Но ко временам Конфуция династия Чжоу пришла в упадок, и старый порядок рухнул. Конфуций объяснял воцарившуюся в стране анархию пренебрежением к ритуалам и принятым нормам поведения (ли), учившим людей, как следует обращаться друг с другом. Люди забыли о благопристойности и стали преследовать своекорыстные интересы. В некоторых древних мифах необходимым условием созидания представлялось самопожертвование, а мудрецы осевого периода прояснили этический смысл этого требования: каждый, кто стремится достичь подлинной человечности, должен изо дня в день предаваться самоотречению. Конфуций привнес в древнекитайскую систему ценностей типичный для осевого периода идеал сострадания. Он отстаивал важнейшую роль «гуманности» (жэнь), подразумевавшей «любовь к людям» [Конфуций. Аналекты, 12:22, 17:6.]. Он же первым сформулировал «золотое правило» нравственности: «Не поступай по отношению к другим так, как ты не хотел бы, чтобы они поступали по отношению к тебе» [Там же, 12:2.]. Дух осевого периода требовал подвергнуть осознанному анализу сокровенные тайники человеческого «я». Невозможно поступать правильно по отношению к другим людям, не исследовав прежде свои собственные потребности, побуждения и наклонности; должное уважение к другим людям требует «взаимности» (шу) [Конфуций. Аналекты, 4:15.].

Но Конфуций осознавал, что воплотить эти идеалы в жизнь одним лишь усилием воли или рациональным осмыслением невозможно. Подлинное отречение от своекорыстных интересов достижимо лишь посредством ритуала и музыки, которые, подобно всякому великому искусству, преображают человека не только на интеллектуальном, но и на более глубоком уровне [Там же, 8:8.]. При этом недостаточно просто присутствовать при обрядах: необходимо постичь их дух, а для этого следует выработать в себе «уступчивость» (жан) по отношению к другим людям, дабы преодолеть гордыню, обиды и зависть [Там же, 3:26, 17:12.]. Склоняясь друг перед другом и подчиняясь ритуальным требованиям, участники обряда, сопровождаемого утонченной музыкой, теперь постепенно усваивали, какими правилами следует руководствоваться в повседневной жизни и в отношениях с людьми.

Конфуций опирался на мифологические образцы далекого прошлого.

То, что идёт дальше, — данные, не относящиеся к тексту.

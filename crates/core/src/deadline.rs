//! Deadline-unit resolution for payment-supplied timestamps.
//!
//! Payment responses report their "submit result by" deadline as a bare
//! integer whose unit is not part of the wire contract: observed values have
//! been Unix seconds, Unix milliseconds, and blockchain slot numbers. The
//! unit is guessed by magnitude relative to the current time, and slot
//! numbers are converted using the network's genesis time and 1-second slot
//! length. This is a heuristic to preserve as-is until the upstream contract
//! pins the unit down; see DESIGN.md.

use chrono::{DateTime, Duration, TimeZone, Utc};
use serde::{Deserialize, Serialize};

/// Shelley-era genesis of the mainnet chain, Unix seconds.
const MAINNET_GENESIS: i64 = 1_596_059_091;

/// Genesis of the preprod test chain, Unix seconds.
const PREPROD_GENESIS: i64 = 1_654_041_600;

/// How far behind `now` a value may sit and still read as a timestamp.
const PLAUSIBLE_PAST: i64 = 24 * 60 * 60;

/// How far ahead of `now` a value may sit and still read as a timestamp.
/// Payment deadlines are hours to days out; a year is generous.
const PLAUSIBLE_FUTURE: i64 = 366 * 24 * 60 * 60;

/// The blockchain network the payment service settles on.
#[derive(Debug, Copy, Clone, PartialEq, Eq, Serialize, Deserialize)]
#[serde(rename_all = "lowercase")]
pub enum Network {
    Mainnet,
    Preprod,
}

impl Network {
    /// Genesis time of the network; slot `n` begins at `genesis + n` seconds.
    pub fn genesis(&self) -> DateTime<Utc> {
        let secs = match self {
            Network::Mainnet => MAINNET_GENESIS,
            Network::Preprod => PREPROD_GENESIS,
        };
        Utc.timestamp_opt(secs, 0).single().unwrap_or_default()
    }

    /// Parse from a config string; anything that is not "mainnet" is preprod.
    pub fn parse(s: &str) -> Self {
        if s.eq_ignore_ascii_case("mainnet") {
            Network::Mainnet
        } else {
            Network::Preprod
        }
    }
}

impl core::fmt::Display for Network {
    fn fmt(&self, f: &mut core::fmt::Formatter<'_>) -> core::fmt::Result {
        match self {
            Network::Mainnet => write!(f, "mainnet"),
            Network::Preprod => write!(f, "preprod"),
        }
    }
}

fn plausible_timestamp(secs: i64, now: DateTime<Utc>) -> bool {
    let now_secs = now.timestamp();
    secs >= now_secs - PLAUSIBLE_PAST && secs <= now_secs + PLAUSIBLE_FUTURE
}

/// Resolve a raw deadline value into an absolute instant.
///
/// Tried in order:
/// 1. Unix seconds, if the value lands near the present.
/// 2. Unix milliseconds, if the value divided by 1000 lands near the present.
/// 3. Otherwise a slot number: `genesis + raw` seconds.
pub fn resolve_deadline(raw: i64, now: DateTime<Utc>, network: Network) -> DateTime<Utc> {
    if plausible_timestamp(raw, now) {
        return Utc.timestamp_opt(raw, 0).single().unwrap_or(now);
    }

    let as_millis = raw / 1000;
    if plausible_timestamp(as_millis, now) {
        return Utc.timestamp_opt(as_millis, 0).single().unwrap_or(now);
    }

    network
        .genesis()
        .checked_add_signed(Duration::seconds(raw.max(0)))
        .unwrap_or(DateTime::<Utc>::MAX_UTC)
}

Историй о богах у китайцев не было, но они почитали культурных героев — мифологических персонажей, которые считались реальными историческими лицами. Особое внимание Конфуций уделял двоим из пятерых императоров-мудрецов глубокой древности. Первым из них был Яо, обучивший китайцев ритуалам и музыке, а также продемонстрировавший добродетель жан. Сочтя, что ни один из его сыновей не достоин править страной, Яо избрал своим преемником добродетельного крестьянина по имени Шунь. Шунь также проявлял исключительное бескорыстие: он по-прежнему питал любовь к своему отцу и братьям и обращался с ними благоговейно и почтительно даже после того, как те попытались убить его.

Но ритуал в правильном понимании для Конфуция был важнее этих мифологических образцов. Схожая ситуация складывалась и в Индии ведического периода, где ритуалы жертвоприношения сами по себе стали важнее богов, которым они были посвящены. Боги постепенно утратили былую роль в религиозном сознании, и реформаторы VIII в. до н. э. разработали ритуал нового типа, в котором центральное место отводилось человеку, исполняющему обряд. Человек больше не мог полагаться на помощь богов: ему приходилось самому творить вокруг себя упорядоченный мир на площадке для ритуалов. Могущество этих обрядов было столь велико, что само по себе считалось высшей Реальностью, стоящей над богами и поддерживающей бытие Вселенной. Даже в наши дни религиозные праздники могут приводить участников в экстаз, который индийцы называют анья манас — «иной ум», то есть состояние, не имеющее ничего общего с обычным, мирским сознанием. Огромное значение, которое придавали в Индии и Китае обрядам богослужения, вновь напоминает нам о том, что миф не следует рассматривать в отрыве от религиозного контекста. Миф и культовая практика — равноправные партнеры, каждый из которых по-своему внушает ощущение причастности к священному; как правило, они идут рука об руку, а иногда ритуал выступает на первый план, оттесняя миф.